What you have to do
Read through the entries below and copy each line where "terminate" turns up.

[Collected data]
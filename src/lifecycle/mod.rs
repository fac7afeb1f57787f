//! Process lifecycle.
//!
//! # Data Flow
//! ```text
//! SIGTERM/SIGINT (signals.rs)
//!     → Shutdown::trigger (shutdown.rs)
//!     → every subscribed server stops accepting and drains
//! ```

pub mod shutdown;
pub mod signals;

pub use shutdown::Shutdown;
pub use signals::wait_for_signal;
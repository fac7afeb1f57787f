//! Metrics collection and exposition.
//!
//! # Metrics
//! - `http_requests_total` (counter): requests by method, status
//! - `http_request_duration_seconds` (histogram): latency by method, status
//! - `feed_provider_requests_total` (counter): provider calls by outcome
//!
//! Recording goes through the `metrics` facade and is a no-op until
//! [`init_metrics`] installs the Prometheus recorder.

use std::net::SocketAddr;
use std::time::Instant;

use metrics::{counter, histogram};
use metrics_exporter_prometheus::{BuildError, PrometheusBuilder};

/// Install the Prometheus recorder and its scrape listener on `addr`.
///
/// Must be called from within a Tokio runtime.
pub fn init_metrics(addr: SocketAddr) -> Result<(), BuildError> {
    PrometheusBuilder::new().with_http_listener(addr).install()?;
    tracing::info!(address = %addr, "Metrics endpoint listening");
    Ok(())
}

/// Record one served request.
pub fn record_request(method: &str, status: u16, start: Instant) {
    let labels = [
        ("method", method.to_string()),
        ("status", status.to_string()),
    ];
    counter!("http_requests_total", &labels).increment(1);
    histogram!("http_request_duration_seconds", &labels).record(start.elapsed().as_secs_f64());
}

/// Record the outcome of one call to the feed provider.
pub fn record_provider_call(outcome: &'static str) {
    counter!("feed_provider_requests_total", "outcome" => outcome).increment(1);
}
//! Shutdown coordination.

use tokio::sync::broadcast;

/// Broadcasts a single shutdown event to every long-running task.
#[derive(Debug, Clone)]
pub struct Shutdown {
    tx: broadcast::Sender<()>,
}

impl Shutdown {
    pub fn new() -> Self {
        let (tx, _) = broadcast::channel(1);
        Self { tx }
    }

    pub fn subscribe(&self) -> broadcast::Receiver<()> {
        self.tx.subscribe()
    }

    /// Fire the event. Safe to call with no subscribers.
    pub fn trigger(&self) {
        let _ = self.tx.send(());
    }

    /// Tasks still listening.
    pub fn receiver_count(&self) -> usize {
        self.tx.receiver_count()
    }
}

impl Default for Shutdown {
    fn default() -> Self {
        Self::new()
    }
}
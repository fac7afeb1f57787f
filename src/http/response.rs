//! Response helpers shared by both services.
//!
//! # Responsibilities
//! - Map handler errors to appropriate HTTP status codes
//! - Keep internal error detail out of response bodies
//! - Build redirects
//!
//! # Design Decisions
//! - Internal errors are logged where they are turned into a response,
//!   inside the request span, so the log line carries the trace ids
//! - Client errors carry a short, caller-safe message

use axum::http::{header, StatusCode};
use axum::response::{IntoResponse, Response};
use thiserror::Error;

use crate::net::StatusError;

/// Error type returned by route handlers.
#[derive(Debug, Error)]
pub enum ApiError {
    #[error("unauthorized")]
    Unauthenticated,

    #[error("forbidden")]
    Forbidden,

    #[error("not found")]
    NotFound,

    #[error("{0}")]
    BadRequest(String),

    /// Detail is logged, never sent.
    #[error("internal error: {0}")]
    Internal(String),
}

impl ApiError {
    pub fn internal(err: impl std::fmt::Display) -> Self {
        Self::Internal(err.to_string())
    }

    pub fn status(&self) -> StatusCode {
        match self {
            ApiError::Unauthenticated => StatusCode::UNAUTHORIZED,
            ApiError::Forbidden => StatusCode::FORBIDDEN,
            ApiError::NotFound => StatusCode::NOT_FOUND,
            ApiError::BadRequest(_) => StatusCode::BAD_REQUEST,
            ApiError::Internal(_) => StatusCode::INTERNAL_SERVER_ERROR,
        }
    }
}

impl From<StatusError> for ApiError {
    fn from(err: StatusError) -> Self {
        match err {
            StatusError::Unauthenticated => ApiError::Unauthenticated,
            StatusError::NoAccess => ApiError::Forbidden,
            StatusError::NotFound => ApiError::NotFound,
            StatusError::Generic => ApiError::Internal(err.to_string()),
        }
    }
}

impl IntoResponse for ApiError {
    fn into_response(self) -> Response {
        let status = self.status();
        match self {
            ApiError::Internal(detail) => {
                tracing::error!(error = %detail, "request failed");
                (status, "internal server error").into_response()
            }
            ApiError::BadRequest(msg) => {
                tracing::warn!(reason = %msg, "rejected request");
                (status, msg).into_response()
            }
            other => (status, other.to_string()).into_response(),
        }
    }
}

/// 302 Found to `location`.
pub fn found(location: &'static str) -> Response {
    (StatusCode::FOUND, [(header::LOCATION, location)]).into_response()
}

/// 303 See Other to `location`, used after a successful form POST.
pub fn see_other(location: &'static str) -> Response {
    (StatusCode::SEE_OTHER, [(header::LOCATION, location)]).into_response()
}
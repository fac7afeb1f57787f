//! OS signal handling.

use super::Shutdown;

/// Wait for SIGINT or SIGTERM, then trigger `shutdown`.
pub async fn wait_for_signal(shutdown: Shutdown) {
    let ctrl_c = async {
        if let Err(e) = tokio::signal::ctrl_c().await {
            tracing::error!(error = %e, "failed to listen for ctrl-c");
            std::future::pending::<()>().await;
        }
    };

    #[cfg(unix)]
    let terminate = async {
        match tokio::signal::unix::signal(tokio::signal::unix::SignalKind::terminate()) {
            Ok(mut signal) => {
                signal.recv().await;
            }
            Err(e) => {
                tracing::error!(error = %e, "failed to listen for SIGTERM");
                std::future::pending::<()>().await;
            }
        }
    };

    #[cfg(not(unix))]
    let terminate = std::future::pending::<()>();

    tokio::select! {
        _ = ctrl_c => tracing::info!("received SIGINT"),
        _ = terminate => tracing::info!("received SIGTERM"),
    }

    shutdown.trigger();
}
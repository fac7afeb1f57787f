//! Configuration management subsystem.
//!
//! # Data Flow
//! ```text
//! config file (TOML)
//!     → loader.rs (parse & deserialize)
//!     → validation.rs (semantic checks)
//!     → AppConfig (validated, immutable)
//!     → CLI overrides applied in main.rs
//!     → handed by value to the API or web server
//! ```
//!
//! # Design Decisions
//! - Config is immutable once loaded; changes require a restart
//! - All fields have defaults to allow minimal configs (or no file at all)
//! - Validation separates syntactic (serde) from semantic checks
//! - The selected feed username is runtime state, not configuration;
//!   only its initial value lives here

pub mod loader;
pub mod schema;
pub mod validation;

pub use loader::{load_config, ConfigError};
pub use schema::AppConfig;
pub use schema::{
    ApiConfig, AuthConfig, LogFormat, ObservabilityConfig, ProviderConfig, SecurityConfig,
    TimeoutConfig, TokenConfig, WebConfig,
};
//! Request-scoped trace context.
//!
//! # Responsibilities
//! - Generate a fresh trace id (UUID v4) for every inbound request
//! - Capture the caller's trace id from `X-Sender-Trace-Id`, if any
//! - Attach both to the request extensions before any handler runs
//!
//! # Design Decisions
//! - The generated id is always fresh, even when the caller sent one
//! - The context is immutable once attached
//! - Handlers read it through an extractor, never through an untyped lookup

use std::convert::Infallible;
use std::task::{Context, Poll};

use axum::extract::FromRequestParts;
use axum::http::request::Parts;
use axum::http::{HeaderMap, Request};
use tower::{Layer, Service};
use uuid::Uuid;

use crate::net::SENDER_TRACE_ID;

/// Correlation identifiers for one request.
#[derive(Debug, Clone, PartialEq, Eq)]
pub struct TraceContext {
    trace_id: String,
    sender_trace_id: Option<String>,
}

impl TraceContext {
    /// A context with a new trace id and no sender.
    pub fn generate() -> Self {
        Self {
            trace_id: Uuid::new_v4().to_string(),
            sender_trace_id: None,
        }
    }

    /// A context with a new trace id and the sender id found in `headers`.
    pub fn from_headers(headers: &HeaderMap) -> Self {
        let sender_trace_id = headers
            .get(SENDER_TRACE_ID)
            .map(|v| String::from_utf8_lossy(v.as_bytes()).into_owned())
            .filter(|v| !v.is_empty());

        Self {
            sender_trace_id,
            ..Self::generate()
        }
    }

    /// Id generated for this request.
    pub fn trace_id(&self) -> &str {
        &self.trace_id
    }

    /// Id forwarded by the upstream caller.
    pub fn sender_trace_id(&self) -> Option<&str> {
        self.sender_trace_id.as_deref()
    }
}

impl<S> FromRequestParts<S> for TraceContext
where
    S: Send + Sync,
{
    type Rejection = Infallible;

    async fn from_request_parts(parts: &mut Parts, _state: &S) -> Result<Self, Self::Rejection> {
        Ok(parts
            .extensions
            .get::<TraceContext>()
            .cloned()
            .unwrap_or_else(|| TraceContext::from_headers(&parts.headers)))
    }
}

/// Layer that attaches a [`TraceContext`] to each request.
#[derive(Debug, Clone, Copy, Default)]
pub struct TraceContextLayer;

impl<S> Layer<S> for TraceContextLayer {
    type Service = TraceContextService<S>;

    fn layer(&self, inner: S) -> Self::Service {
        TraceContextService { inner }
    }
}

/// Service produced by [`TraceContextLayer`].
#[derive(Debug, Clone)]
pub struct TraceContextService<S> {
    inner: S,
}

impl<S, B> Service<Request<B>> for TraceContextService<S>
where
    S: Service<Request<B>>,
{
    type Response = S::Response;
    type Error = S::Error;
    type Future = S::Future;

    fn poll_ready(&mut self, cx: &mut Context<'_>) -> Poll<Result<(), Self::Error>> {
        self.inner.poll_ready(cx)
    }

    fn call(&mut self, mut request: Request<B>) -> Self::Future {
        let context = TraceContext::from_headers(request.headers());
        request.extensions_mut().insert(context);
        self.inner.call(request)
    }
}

Reply
    let terminate = async {
        match tokio::signal::unix::signal(tokio::signal::unix::SignalKind::terminate()) {
    let terminate = std::future::pending::<()>();
        _ = terminate => tracing::info!("received SIGTERM"),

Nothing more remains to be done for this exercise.